O Samba já chorava pela natureza


Muitos compositores, de muitas vertentes da MPB, cantaram, cantam e continuarão a cantar a nossa mãe natureza. Eu, como a grande maioria da população brasileira, estupefatos perante as tristes cenas proporcionadas por mais um verão, confesso que de imediato veio à minha mente duas canções, na verdade dois sambas, oriundos da riquíssima lavra dos parceiros João Nogueira e Paulo César Pinheiro, nascidos ao final da década de 1970, portanto, visionários, uma trezena de anos depois. O primeiro samba, que ecoa e ressoa sem cessar é Chorando pela Natureza, em cujos versos iniciais já se define: “A natureza está clamando/De tanto lutar não resistiu/E a poesia está chorando/Sobre o corpo do Brasil…”.
A cada verão que vivenciamos, essa canção me chega assombrando os sonhos, as alvoradas, porque o panorama é sempre o mesmo: o descaso das autoridades no que tange a proporcionar aos seus cidadãos o uso e ocupação do solo mais racionalmente, a desgraça dos menos providos financeiramente que acabam se alojando nas encostas e antigas várzeas de rios, pontos nevrálgicos de um já muito desequilibrado ecossistema e chuvas acima da média devido ao aquecimento global, que os senhores do poder insistem em empurrar com a barriga metas reais e contundentes para se tentar aliviar a fúria da mãe natureza, cansada de tanta exploração que visa única e exclusivamente o acúmulo e concentração de riqueza monetária, alardeada pelos quatro cantos do planeta como visão desenvolvimentista, que gera emprego e renda, independente de mais nada…
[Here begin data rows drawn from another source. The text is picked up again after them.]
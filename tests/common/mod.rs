//! Shared utilities for gateway integration tests.

#![allow(dead_code)]

use std::collections::HashMap;
use std::net::SocketAddr;
use std::sync::atomic::{AtomicUsize, Ordering};
use std::sync::{Arc, Mutex};

use api_gateway::config::{GatewayConfig, RouteConfig};
use api_gateway::{HttpServer, Shutdown};
use axum::{
    body::{Body, Bytes},
    extract::{Query, State},
    http::{HeaderMap, Method, Request, StatusCode},
    response::{IntoResponse, Response},
    routing::get,
    Router,
};
use tokio::net::TcpListener;

/// Serve `router` on an ephemeral local port.
pub async fn serve(router: Router) -> SocketAddr {
    let listener = TcpListener::bind("127.0.0.1:0").await.unwrap();
    let addr = listener.local_addr().unwrap();
    tokio::spawn(async move {
        let _ = axum::serve(listener, router).await;
    });
    addr
}

/// An address nothing is listening on.
pub async fn closed_addr() -> SocketAddr {
    let listener = TcpListener::bind("127.0.0.1:0").await.unwrap();
    let addr = listener.local_addr().unwrap();
    drop(listener);
    addr
}

/// A request as seen by a mock backend.
#[derive(Debug, Clone)]
pub struct Captured {
    pub method: Method,
    pub path_and_query: String,
    pub headers: HeaderMap,
    pub body: Bytes,
}

/// Canned response served by a [`RecordingBackend`].
#[derive(Debug, Clone)]
pub struct Canned {
    pub status: StatusCode,
    pub content_type: Option<&'static str>,
    pub extra_header: Option<(&'static str, &'static str)>,
    pub body: Bytes,
}

impl Canned {
    pub fn json(body: &'static str) -> Self {
        Self {
            status: StatusCode::OK,
            content_type: Some("application/json"),
            extra_header: None,
            body: Bytes::from_static(body.as_bytes()),
        }
    }
}

/// Backend that records every request and answers with a fixed response.
#[derive(Clone)]
pub struct RecordingBackend {
    pub addr: SocketAddr,
    captured: Arc<Mutex<Vec<Captured>>>,
}

impl RecordingBackend {
    pub async fn start(canned: Canned) -> Self {
        let captured = Arc::new(Mutex::new(Vec::new()));
        let state = (captured.clone(), canned);
        let router = Router::new().fallback(record).with_state(state);
        let addr = serve(router).await;
        Self { addr, captured }
    }

    pub fn base_url(&self) -> String {
        format!("http://{}", self.addr)
    }

    pub fn hits(&self) -> usize {
        self.captured.lock().unwrap().len()
    }

    pub fn last(&self) -> Captured {
        self.captured
            .lock()
            .unwrap()
            .last()
            .cloned()
            .expect("backend was never called")
    }
}

async fn record(
    State((captured, canned)): State<(Arc<Mutex<Vec<Captured>>>, Canned)>,
    request: Request<Body>,
) -> Response {
    let (parts, body) = request.into_parts();
    let body = axum::body::to_bytes(body, usize::MAX).await.unwrap();
    captured.lock().unwrap().push(Captured {
        method: parts.method,
        path_and_query: parts
            .uri
            .path_and_query()
            .map(|pq| pq.as_str().to_string())
            .unwrap_or_default(),
        headers: parts.headers,
        body,
    });

    let mut response = Response::builder().status(canned.status);
    if let Some(content_type) = canned.content_type {
        response = response.header("content-type", content_type);
    }
    if let Some((name, value)) = canned.extra_header {
        response = response.header(name, value);
    }
    response.body(Body::from(canned.body)).unwrap()
}

/// Auth service accepting exactly one token on `GET /validate?token=`.
#[derive(Clone)]
pub struct MockAuth {
    pub addr: SocketAddr,
    calls: Arc<AtomicUsize>,
    tokens: Arc<Mutex<Vec<String>>>,
}

impl MockAuth {
    pub async fn start(valid_token: &'static str) -> Self {
        let calls = Arc::new(AtomicUsize::new(0));
        let tokens = Arc::new(Mutex::new(Vec::new()));
        let state = (calls.clone(), tokens.clone(), valid_token);
        let router = Router::new()
            .route("/validate", get(validate))
            .with_state(state);
        let addr = serve(router).await;
        Self { addr, calls, tokens }
    }

    pub fn validate_url(&self) -> String {
        format!("http://{}/validate", self.addr)
    }

    pub fn calls(&self) -> usize {
        self.calls.load(Ordering::SeqCst)
    }

    pub fn tokens(&self) -> Vec<String> {
        self.tokens.lock().unwrap().clone()
    }
}

async fn validate(
    State((calls, tokens, valid)): State<(Arc<AtomicUsize>, Arc<Mutex<Vec<String>>>, &'static str)>,
    Query(params): Query<HashMap<String, String>>,
) -> impl IntoResponse {
    calls.fetch_add(1, Ordering::SeqCst);
    let token = params.get("token").cloned().unwrap_or_default();
    tokens.lock().unwrap().push(token.clone());
    if token == valid {
        (StatusCode::OK, "ok")
    } else {
        (StatusCode::UNAUTHORIZED, "invalid token")
    }
}

/// Gateway config with no routes and the given auth endpoint.
pub fn config_with_auth(validate_url: String) -> GatewayConfig {
    let mut config = GatewayConfig::default();
    config.listener.bind_address = "127.0.0.1:0".into();
    config.auth.validate_url = validate_url;
    config.routes.clear();
    config
}

pub fn route(prefix: &str, target: String, requires_auth: bool) -> RouteConfig {
    RouteConfig::new(prefix, target, requires_auth)
}

/// A running gateway.
pub struct Gateway {
    pub addr: SocketAddr,
    shutdown: Shutdown,
}

impl Gateway {
    pub async fn start(config: GatewayConfig) -> Self {
        let server = HttpServer::new(config).expect("valid gateway config");
        let listener = TcpListener::bind("127.0.0.1:0").await.unwrap();
        let addr = listener.local_addr().unwrap();
        let shutdown = Shutdown::new();
        let rx = shutdown.subscribe();
        tokio::spawn(async move {
            let _ = server.run(listener, rx).await;
        });
        Self { addr, shutdown }
    }

    pub fn url(&self, path: &str) -> String {
        format!("http://{}{}", self.addr, path)
    }
}

impl Drop for Gateway {
    fn drop(&mut self) {
        self.shutdown.trigger();
    }
}

pub fn client() -> reqwest::Client {
    reqwest::Client::builder().no_proxy().build().unwrap()
}
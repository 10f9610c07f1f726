//! Configuration validation.
//!
//! # Responsibilities
//! - Semantic validation (serde handles syntactic)
//! - Validate bind address and auth endpoint
//! - Detect malformed and conflicting routes
//!
//! # Design Decisions
//! - Returns all validation errors, not just first
//! - Validation is pure function: GatewayConfig → Result<(), Vec<ValidationError>>
//! - Runs before config is accepted into the system

use std::net::SocketAddr;

use thiserror::Error;
use url::Url;

use crate::config::schema::GatewayConfig;
use crate::routing::{RouteError, RouteTable};

/// A single semantic problem in the configuration.
#[derive(Debug, Clone, PartialEq, Eq, Error)]
pub enum ValidationError {
    #[error("listener.bind_address {0:?} is not a socket address")]
    InvalidBindAddress(String),

    #[error("auth.validate_url {url:?} is invalid: {reason}")]
    InvalidValidateUrl { url: String, reason: String },

    #[error("auth.token_param must not be empty")]
    EmptyTokenParam,

    #[error("no routes configured")]
    NoRoutes,

    #[error(transparent)]
    Route(#[from] RouteError),
}

/// Check a parsed configuration.
pub fn validate_config(config: &GatewayConfig) -> Result<(), Vec<ValidationError>> {
    let mut errors = Vec::new();

    if config.listener.bind_address.parse::<SocketAddr>().is_err() {
        errors.push(ValidationError::InvalidBindAddress(
            config.listener.bind_address.clone(),
        ));
    }

    match Url::parse(&config.auth.validate_url) {
        Ok(url) if url.scheme() == "http" || url.scheme() == "https" => {}
        Ok(url) => errors.push(ValidationError::InvalidValidateUrl {
            url: config.auth.validate_url.clone(),
            reason: format!("unsupported scheme {:?}", url.scheme()),
        }),
        Err(e) => errors.push(ValidationError::InvalidValidateUrl {
            url: config.auth.validate_url.clone(),
            reason: e.to_string(),
        }),
    }

    if config.auth.token_param.trim().is_empty() {
        errors.push(ValidationError::EmptyTokenParam);
    }

    if config.routes.is_empty() {
        errors.push(ValidationError::NoRoutes);
    } else if let Err(route_errors) = RouteTable::from_config(&config.routes) {
        errors.extend(route_errors.into_iter().map(ValidationError::from));
    }

    if errors.is_empty() {
        Ok(())
    } else {
        Err(errors)
    }
}
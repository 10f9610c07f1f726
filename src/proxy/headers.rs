//! Header handling for forwarded requests.
//!
//! # Responsibilities
//! - Pass the caller's headers through to the backend
//! - Optionally strip hop-by-hop headers
//! - Optionally drop the caller's `Host` so the backend authority is used
//!
//! # Design Decisions
//! - Default is verbatim pass-through, every name and every value
//! - Headers named in `Connection` are hop-by-hop too (RFC 9110 §7.6.1)

use axum::http::{header, HeaderMap, HeaderName};

use crate::config::ForwardingConfig;

/// Headers that only apply to a single transport hop.
pub const HOP_BY_HOP: [&str; 9] = [
    "connection",
    "keep-alive",
    "proxy-authenticate",
    "proxy-authorization",
    "proxy-connection",
    "te",
    "trailer",
    "transfer-encoding",
    "upgrade",
];

/// Apply the configured header policy to an outbound header map.
pub fn prepare_headers(headers: &mut HeaderMap, config: &ForwardingConfig) {
    if config.strip_hop_by_hop {
        strip_hop_by_hop(headers);
    }
    if !config.preserve_host {
        headers.remove(header::HOST);
    }
}

/// Remove hop-by-hop headers, including those listed in `Connection`.
pub fn strip_hop_by_hop(headers: &mut HeaderMap) {
    let listed: Vec<HeaderName> = headers
        .get_all(header::CONNECTION)
        .iter()
        .filter_map(|v| v.to_str().ok())
        .flat_map(|v| v.split(','))
        .filter_map(|name| HeaderName::from_bytes(name.trim().as_bytes()).ok())
        .collect();

    for name in listed {
        headers.remove(name);
    }
    for name in HOP_BY_HOP {
        headers.remove(name);
    }
}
O segundo samba se intitula As Forças da Natureza, que, em sua primeira estrofe, já dá o tom: “Quando o sol se derramar em toda a sua essência/desafiando o poder da ciência/pra combater o mal/ e o mar com suas águas bravias/levar consigo o pó dos nossos dias/vai ser um bom sinal…”. Como engenheiro, fico aqui pensando em que modelo hidrológico deveremos nos basear daqui pra frente, a julgar as cenas seqüenciais de Santa Catarina, de Alagoas/Pernambuco e agora da Serra Fluminense… O que a engenharia poderá fazer, a não ser criar/efetivar um sistema de alarme para evitar mais desgraça? Porque a desgraça virá, já que a Natureza está chorando, literalmente, com suas chuvas torrenciais, que não nos deixam dúvida alguma, estão chorando sobre o corpo do planeta.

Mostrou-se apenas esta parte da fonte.